Including an additional $600 per week being provided through the Coronavirus Aid, Relief, and Economic Security (CARES) Act, Kansas is now one of a majority of states where the average amount being paid out or soon to be paid out in unemployment benefits will be higher than the average wages paid before the millions of layoffs caused by the coronavirus crisis.
The only states that do not fall into this category are Georgia, New Jersey, Hawaii, Colorado, Washington, West Virginia, California, Massachusetts, Alaska, Illinois, New York, and New Hampshire, along with Washington, D.C., according to the New York Times.
“For many workers and employers,” National Public Radio recently reported, the extra $600 in unemployment benefits, which is now reportedly being paid out in Kansas, “is a godsend — a way to keep food on the table while also cutting payroll costs.
“But the extra money can create some awkward situations. Some businesses that want to keep their doors open say it's hard to do so when employees can make more money by staying home.”
At a media conference on Friday, in response to a question from the Morning Sun, Sen. Jerry Moran (R-Kansas) discussed the issue.
“Kansas is different than New York, that’s an obvious fact, but also places in Kansas are different one from another,” Moran said, adding that decisions about how to reopen businesses should “be done in a very decentralized way, meaning that decisions made closer to home, closer to the facts, utilizing the expertise of local experts, is important.”
Moran said “there has been legitimate concern that there are income earners who would make more on unemployment than they would if they were working. We tried to correct that, a vote was taken to alter that circumstance. The vote to change that $600 was defeated, so it is what’s being done.”
Despite the impact it could have on some recently laid off employees’ decisions about whether to go back to work, Moran said, the money will still be paid out from the federal government.
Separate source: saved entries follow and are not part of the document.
//! Gemeinsame Mock-Kollaborateure und Fixtures für die Controller-Flow-Tests.

#![allow(dead_code)]

use std::cell::RefCell;
use std::rc::Rc;

use glam::Vec3;

use floor_ribbon_editor::{
    EditorController, EditorIntent, PointerHit, SaveSink, SceneFactory, SceneObject,
    SceneObjectId, SessionState, ViewpointPose,
};

/// Vertikaler Anker-Versatz der Test-Posen
pub const DROP: f32 = 1.8;

/// Chronologisches Protokoll der Host-Geometrie-Aufrufe.
#[derive(Debug, Clone, PartialEq)]
pub enum SceneEvent {
    Created {
        id: u64,
        kind: &'static str,
        name: String,
    },
    Disposed {
        id: u64,
    },
}

/// Zeichnet alle Factory-Aufrufe samt Punktdaten auf.
#[derive(Default)]
pub struct SceneRecorder {
    pub events: Vec<SceneEvent>,
    pub ribbons: Vec<(String, Vec<Vec3>, Vec<Vec3>)>,
    pub polylines: Vec<(String, Vec<Vec3>)>,
    pub markers: Vec<(String, Vec3)>,
}

impl SceneRecorder {
    /// IDs aller erzeugten, noch nicht aufgelösten Objekte.
    pub fn live_ids(&self) -> Vec<u64> {
        let mut live = Vec::new();
        for event in &self.events {
            match event {
                SceneEvent::Created { id, .. } => live.push(*id),
                SceneEvent::Disposed { id } => live.retain(|l| l != id),
            }
        }
        live
    }

    /// Zuletzt erzeugte Ribbon-Fläche (Name, linke, rechte Schiene).
    pub fn last_ribbon(&self) -> &(String, Vec<Vec3>, Vec<Vec3>) {
        self.ribbons.last().expect("Ribbon erwartet")
    }
}

struct MockObject {
    id: SceneObjectId,
    recorder: Rc<RefCell<SceneRecorder>>,
}

impl SceneObject for MockObject {
    fn id(&self) -> SceneObjectId {
        self.id
    }
}

impl Drop for MockObject {
    fn drop(&mut self) {
        self.recorder
            .borrow_mut()
            .events
            .push(SceneEvent::Disposed { id: self.id.0 });
    }
}

/// Szenen-Factory, die nur protokolliert.
pub struct MockScene {
    recorder: Rc<RefCell<SceneRecorder>>,
    next_id: u64,
}

impl MockScene {
    pub fn new(recorder: Rc<RefCell<SceneRecorder>>) -> Self {
        Self {
            recorder,
            next_id: 1,
        }
    }

    fn register(&mut self, kind: &'static str, name: &str) -> Box<dyn SceneObject> {
        let id = self.next_id;
        self.next_id += 1;
        self.recorder.borrow_mut().events.push(SceneEvent::Created {
            id,
            kind,
            name: name.to_string(),
        });
        Box::new(MockObject {
            id: SceneObjectId(id),
            recorder: Rc::clone(&self.recorder),
        })
    }
}

impl SceneFactory for MockScene {
    fn create_ribbon(
        &mut self,
        name: &str,
        left: &[Vec3],
        right: &[Vec3],
    ) -> Box<dyn SceneObject> {
        self.recorder
            .borrow_mut()
            .ribbons
            .push((name.to_string(), left.to_vec(), right.to_vec()));
        self.register("ribbon", name)
    }

    fn create_polyline(&mut self, name: &str, points: &[Vec3]) -> Box<dyn SceneObject> {
        self.recorder
            .borrow_mut()
            .polylines
            .push((name.to_string(), points.to_vec()));
        self.register("polyline", name)
    }

    fn create_marker(&mut self, name: &str, position: Vec3) -> Box<dyn SceneObject> {
        self.recorder
            .borrow_mut()
            .markers
            .push((name.to_string(), position));
        self.register("marker", name)
    }
}

/// Zeichnet Sink-Aufrufe auf; kann auf Fehlschlag geschaltet werden.
#[derive(Default)]
pub struct SinkRecorder {
    pub saved: Vec<(String, String)>,
    pub fail_next: bool,
}

pub struct MockSink {
    recorder: Rc<RefCell<SinkRecorder>>,
}

impl MockSink {
    pub fn new(recorder: Rc<RefCell<SinkRecorder>>) -> Self {
        Self { recorder }
    }
}

impl SaveSink for MockSink {
    fn save(&mut self, filename: &str, content: &str) -> anyhow::Result<()> {
        let mut recorder = self.recorder.borrow_mut();
        if recorder.fail_next {
            recorder.fail_next = false;
            anyhow::bail!("Senke nicht verfügbar");
        }
        recorder
            .saved
            .push((filename.to_string(), content.to_string()));
        Ok(())
    }
}

/// Controller, Sitzungszustand und Protokolle für einen Testlauf.
pub struct Harness {
    pub controller: EditorController,
    pub state: SessionState,
    pub scene: Rc<RefCell<SceneRecorder>>,
    pub sink: Rc<RefCell<SinkRecorder>>,
}

impl Harness {
    pub fn new() -> Self {
        let scene = Rc::new(RefCell::new(SceneRecorder::default()));
        let sink = Rc::new(RefCell::new(SinkRecorder::default()));
        let state = SessionState::new(
            Box::new(MockScene::new(Rc::clone(&scene))),
            Box::new(MockSink::new(Rc::clone(&sink))),
        );
        Self {
            controller: EditorController::new(),
            state,
            scene,
            sink,
        }
    }

    /// Verarbeitet einen Intent und erwartet Erfolg.
    pub fn handle(&mut self, intent: EditorIntent) {
        self.controller
            .handle_intent(&mut self.state, intent)
            .expect("Intent sollte ohne Fehler durchlaufen");
    }

    /// Treffer auf die aktuell verwaltete Fläche.
    pub fn surface_hit(&self, point: Vec3) -> PointerHit {
        let id = self
            .state
            .ribbon
            .surface_id()
            .expect("Fläche erwartet");
        PointerHit::on(id, point)
    }
}

/// Desktop-Pose mit Rechts-Achse +X auf Augenhöhe 0.
pub fn pose(x: f32, z: f32) -> ViewpointPose {
    ViewpointPose::grounded(Vec3::new(x, 0.0, z), DROP)
}

/// Zeichnet `count` Stützstellen entlang +Z auf und stoppt.
///
/// Start bei z = −2, Stützstellen bei z = 0, 2, 4, …;
/// linke Schiene x = −1, rechte Schiene x = +1.
pub fn record_straight(h: &mut Harness, count: usize) {
    h.handle(EditorIntent::RecordToggleRequested {
        pose: pose(0.0, -2.0),
    });
    for i in 0..count {
        h.handle(EditorIntent::ViewChanged {
            pose: pose(0.0, i as f32 * 2.0),
        });
    }
    h.handle(EditorIntent::RecordToggleRequested {
        pose: pose(0.0, count as f32 * 2.0),
    });
}

/// Erwartete linke Stützstelle `i` eines `record_straight`-Laufs.
pub fn left_point(i: usize) -> Vec3 {
    Vec3::new(-1.0, -DROP, i as f32 * 2.0)
}

/// Erwartete rechte Stützstelle `i` eines `record_straight`-Laufs.
pub fn right_point(i: usize) -> Vec3 {
    Vec3::new(1.0, -DROP, i as f32 * 2.0)
}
“But it does create this disincentive for work if your decision about working is based solely upon income or need for income. So it’s a challenge and one that is recognized but has not yet been solved. My hope is that people are anxious for work. Work has — certainly is important to a family for putting food on the table and caring for themselves and others,” Moran said.
“It’s also a moral component or a part of our soul. Work matters to us as who we are and significance in life. And I hope there’s many, many Kansans, I know there are, who will choose work at every opportunity. But (…) particularly at income or wage levels that are toward the low end of the scale, this has a consequence there more dramatically.”